[The problem] Working from the records below, repeat exactly the lines starting at the line that contains "use futures_util::future::BoxFuture;" and ending at the line that contains "pub(crate) async fn", inclusive.

[Saved data entries]
================

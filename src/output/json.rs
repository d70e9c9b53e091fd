//! JSON Lines record writer and reader.
//!
//! Each record is written as one compact JSON object on its own line.
//! Escaping of quotes and control characters inside source-derived text is
//! left to `serde_json`, so a record can never break out of its envelope.

use crate::parser::Record;
use crate::utils::error::OutputError;
use log::debug;
use std::fs::File;
use std::io::{BufRead, BufReader, Write};
use std::path::Path;

/// Write a record as one JSON line
///
/// **Public** - main entry point for JSON output
///
/// # Errors
/// * `OutputError::SerializationFailed` - JSON serialization error
/// * `OutputError::WriteFailed` - I/O error during write
pub fn write_json_record<W: Write>(writer: &mut W, record: &Record) -> Result<(), OutputError> {
    serde_json::to_writer(&mut *writer, record)?;
    writer.write_all(b"\n")?;
    Ok(())
}

/// Serialize a record to a JSON string (no trailing newline)
///
/// **Public** - useful for tests and debugging
pub fn record_to_string(record: &Record) -> Result<String, OutputError> {
    serde_json::to_string(record).map_err(OutputError::SerializationFailed)
}

/// Read every record from a JSON Lines file
///
/// **Public** - used by the validate command
///
/// # Errors
/// * `OutputError::WriteFailed` - File read error (reusing WriteFailed for I/O)
/// * `OutputError::InvalidRecord` - A line is not a valid record
pub fn read_records(input_path: impl AsRef<Path>) -> Result<Vec<Record>, OutputError> {
    let input_path = input_path.as_ref();

    debug!("Reading records from: {}", input_path.display());

    let file = File::open(input_path).map_err(OutputError::WriteFailed)?;
    let records = read_records_from(BufReader::new(file))?;

    debug!("Loaded {} records", records.len());

    Ok(records)
}

/// Read every record from a JSON Lines stream
///
/// Blank lines are skipped. Line numbers in errors are 1-based.
pub fn read_records_from<R: BufRead>(reader: R) -> Result<Vec<Record>, OutputError> {
    let mut records = Vec::new();

    for (index, line) in reader.lines().enumerate() {
        let line = line?;
        if line.trim().is_empty() {
            continue;
        }

        let invalid = |reason: String| OutputError::InvalidRecord {
            line: index + 1,
            reason,
        };

        let value: serde_json::Value =
            serde_json::from_str(&line).map_err(|e| invalid(e.to_string()))?;
        let record = Record::try_from(value).map_err(|e| invalid(e.to_string()))?;
        records.push(record);
    }

    Ok(records)
}
//! In-memory broker doubles shared by the unit tests.

use crate::broker::{BrokerChannel, DeliveryStream, PublishTransport, ReturnedMessage, Subscriber};
use crate::delivery::{Acknowledger, Delivery};
use async_trait::async_trait;
use futures_util::future::BoxFuture;
use futures_util::stream::BoxStream;
use futures_util::{FutureExt, StreamExt};
use lapin::{
    options::{BasicAckOptions, BasicNackOptions, BasicPublishOptions, BasicRejectOptions},
    BasicProperties,
};
use std::collections::HashSet;
use std::sync::{Arc, Mutex};
use std::time::Duration;
use tokio::sync::{mpsc, oneshot};

pub(crate) fn io_error(msg: &str) -> lapin::Error {
    lapin::Error::IOError(Arc::new(std::io::Error::new(std::io::ErrorKind::ConnectionRefused, msg.to_string())))
}

/// Polls `cond` until it holds or two seconds pass.
pub(crate) async fn wait_until(mut cond: impl FnMut() -> bool) -> bool {
    for _ in 0..200 {
        if cond() {
            return true;
        }
        tokio::time::sleep(Duration::from_millis(10)).await;
    }
    cond()
}

/// A single settle call observed by [`RecordingAcker`].
#[derive(Debug, Clone, Copy, PartialEq, Eq)]
pub(crate) enum Settle {
    Ack { tag: u64, multiple: bool },
    Nack { tag: u64, multiple: bool, requeue: bool },
    Reject { tag: u64, requeue: bool },
}

pub(crate) type SettleLog = Arc<Mutex<Vec<Settle>>>;

/// Records settle calls for one delivery into a shared log.
pub(crate) struct RecordingAcker {
    tag: u64,
    log: SettleLog,
    fail: bool,
}

impl RecordingAcker {
    pub(crate) fn new(tag: u64, log: SettleLog) -> Self {
        Self { tag, log, fail: false }
    }

    pub(crate) fn failing(tag: u64, log: SettleLog) -> Self {
        Self { tag, log, fail: true }
    }

    fn result(&self) -> Result<(), lapin::Error> {
        if self.fail {
            Err(io_error("channel closed"))
        } else {
            Ok(())
        }
    }
}

#[async_trait]
impl Acknowledger for RecordingAcker {
    async fn ack(&self, options: BasicAckOptions) -> Result<(), lapin::Error> {
        self.log.lock().unwrap().push(Settle::Ack { tag: self.tag, multiple: options.multiple });
        self.result()
    }

    async fn nack(&self, options: BasicNackOptions) -> Result<(), lapin::Error> {
        self.log.lock().unwrap().push(Settle::Nack {
            tag: self.tag,
            multiple: options.multiple,
            requeue: options.requeue,
        });
        self.result()
    }

    async fn reject(&self, options: BasicRejectOptions) -> Result<(), lapin::Error> {
        self.log.lock().unwrap().push(Settle::Reject { tag: self.tag, requeue: options.requeue });
        self.result()
    }
}

pub(crate) fn delivery(tag: u64, log: &SettleLog) -> Delivery {
    Delivery::new(tag, format!("message {}", tag).into_bytes(), Arc::new(RecordingAcker::new(tag, log.clone())))
}

/// A message captured by [`MockChannel`]'s publish transport.
#[derive(Debug, Clone)]
pub(crate) struct Published {
    pub exchange: String,
    pub routing_key: String,
    pub options: BasicPublishOptions,
    pub payload: Vec<u8>,
    pub properties: BasicProperties,
}

/// A channel whose subscriptions share one in-memory queue, the way competing
/// consumers share a broker queue.
#[derive(Clone)]
pub(crate) struct MockChannel {
    sender: Arc<Mutex<Option<mpsc::UnboundedSender<Delivery>>>>,
    receiver: Arc<tokio::sync::Mutex<mpsc::UnboundedReceiver<Delivery>>>,
    pub subscriptions: Arc<Mutex<Vec<(String, String)>>>,
    failing_queues: Arc<Mutex<HashSet<String>>>,
    pub published: Arc<Mutex<Vec<Published>>>,
    publish_fails: bool,
    close_listeners: Arc<Mutex<Vec<oneshot::Sender<lapin::Error>>>>,
    return_listeners: Arc<Mutex<Vec<mpsc::UnboundedSender<ReturnedMessage>>>>,
}

impl MockChannel {
    pub(crate) fn new() -> Self {
        let (tx, rx) = mpsc::unbounded_channel();
        Self {
            sender: Arc::new(Mutex::new(Some(tx))),
            receiver: Arc::new(tokio::sync::Mutex::new(rx)),
            subscriptions: Arc::default(),
            failing_queues: Arc::default(),
            published: Arc::default(),
            publish_fails: false,
            close_listeners: Arc::default(),
            return_listeners: Arc::default(),
        }
    }

    pub(crate) fn failing_publish() -> Self {
        Self { publish_fails: true, ..Self::new() }
    }

    pub(crate) fn fail_subscribe(&self, queue: &str) {
        self.failing_queues.lock().unwrap().insert(queue.to_string());
    }

    pub(crate) fn push(&self, delivery: Delivery) {
        if let Some(tx) = self.sender.lock().unwrap().as_ref() {
            let _ = tx.send(delivery);
        }
    }

    pub(crate) fn close_watchers(&self) -> usize {
        self.close_listeners.lock().unwrap().len()
    }

    pub(crate) fn return_watchers(&self) -> usize {
        self.return_listeners.lock().unwrap().len()
    }

    pub(crate) fn return_message(&self, msg: ReturnedMessage) {
        for tx in self.return_listeners.lock().unwrap().iter() {
            let _ = tx.send(msg.clone());
        }
    }

    /// Same as [`MockChannel::close`] without an error: close listeners are
    /// dropped instead of notified.
    pub(crate) fn close_cleanly(&self) {
        self.sender.lock().unwrap().take();
        self.return_listeners.lock().unwrap().clear();
        self.close_listeners.lock().unwrap().clear();
    }

    /// Ends every subscription stream once buffered deliveries are drained and
    /// fires the close notification.
    pub(crate) fn close(&self) {
        self.sender.lock().unwrap().take();
        self.return_listeners.lock().unwrap().clear();
        for tx in self.close_listeners.lock().unwrap().drain(..) {
            let _ = tx.send(io_error("channel closed by test"));
        }
    }
}

#[async_trait]
impl Subscriber for MockChannel {
    async fn subscribe(&self, queue: &str, consumer_tag: &str) -> Result<DeliveryStream, lapin::Error> {
        if self.failing_queues.lock().unwrap().contains(queue) {
            return Err(io_error("NOT_FOUND - no queue"));
        }
        self.subscriptions
            .lock()
            .unwrap()
            .push((queue.to_string(), consumer_tag.to_string()));

        let receiver = self.receiver.clone();
        let stream = futures_util::stream::unfold(receiver, |receiver| async move {
            let next = receiver.lock().await.recv().await;
            next.map(|delivery| (Ok::<_, lapin::Error>(delivery), receiver))
        });
        Ok(stream.boxed())
    }
}

#[async_trait]
impl PublishTransport for MockChannel {
    async fn publish(
        &self,
        exchange: &str,
        routing_key: &str,
        options: BasicPublishOptions,
        payload: &[u8],
        properties: BasicProperties,
    ) -> Result<(), lapin::Error> {
        if self.publish_fails {
            return Err(io_error("connection reset"));
        }
        self.published.lock().unwrap().push(Published {
            exchange: exchange.to_string(),
            routing_key: routing_key.to_string(),
            options,
            payload: payload.to_vec(),
            properties,
        });
        Ok(())
    }
}

impl BrokerChannel for MockChannel {
    fn notify_close(&self) -> BoxFuture<'static, Option<lapin::Error>> {
        let (tx, rx) = oneshot::channel();
        self.close_listeners.lock().unwrap().push(tx);
        rx.map(|res| res.ok()).boxed()
    }

    fn notify_return(&self) -> BoxStream<'static, ReturnedMessage> {
        let (tx, rx) = mpsc::unbounded_channel();
        self.return_listeners.lock().unwrap().push(tx);
        futures_util::stream::unfold(rx, |mut rx| async move { rx.recv().await.map(|msg| (msg, rx)) }).boxed()
    }
}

================

[Exercise result]
use futures_util::future::BoxFuture;
use futures_util::stream::BoxStream;
use futures_util::{FutureExt, StreamExt};
use lapin::{
    options::{BasicAckOptions, BasicNackOptions, BasicPublishOptions, BasicRejectOptions},
    BasicProperties,
};
use std::collections::HashSet;
use std::sync::{Arc, Mutex};
use std::time::Duration;
use tokio::sync::{mpsc, oneshot};

pub(crate) fn io_error(msg: &str) -> lapin::Error {
    lapin::Error::IOError(Arc::new(std::io::Error::new(std::io::ErrorKind::ConnectionRefused, msg.to_string())))
}

/// Polls `cond` until it holds or two seconds pass.
pub(crate) async fn wait_until(mut cond: impl FnMut() -> bool) -> bool {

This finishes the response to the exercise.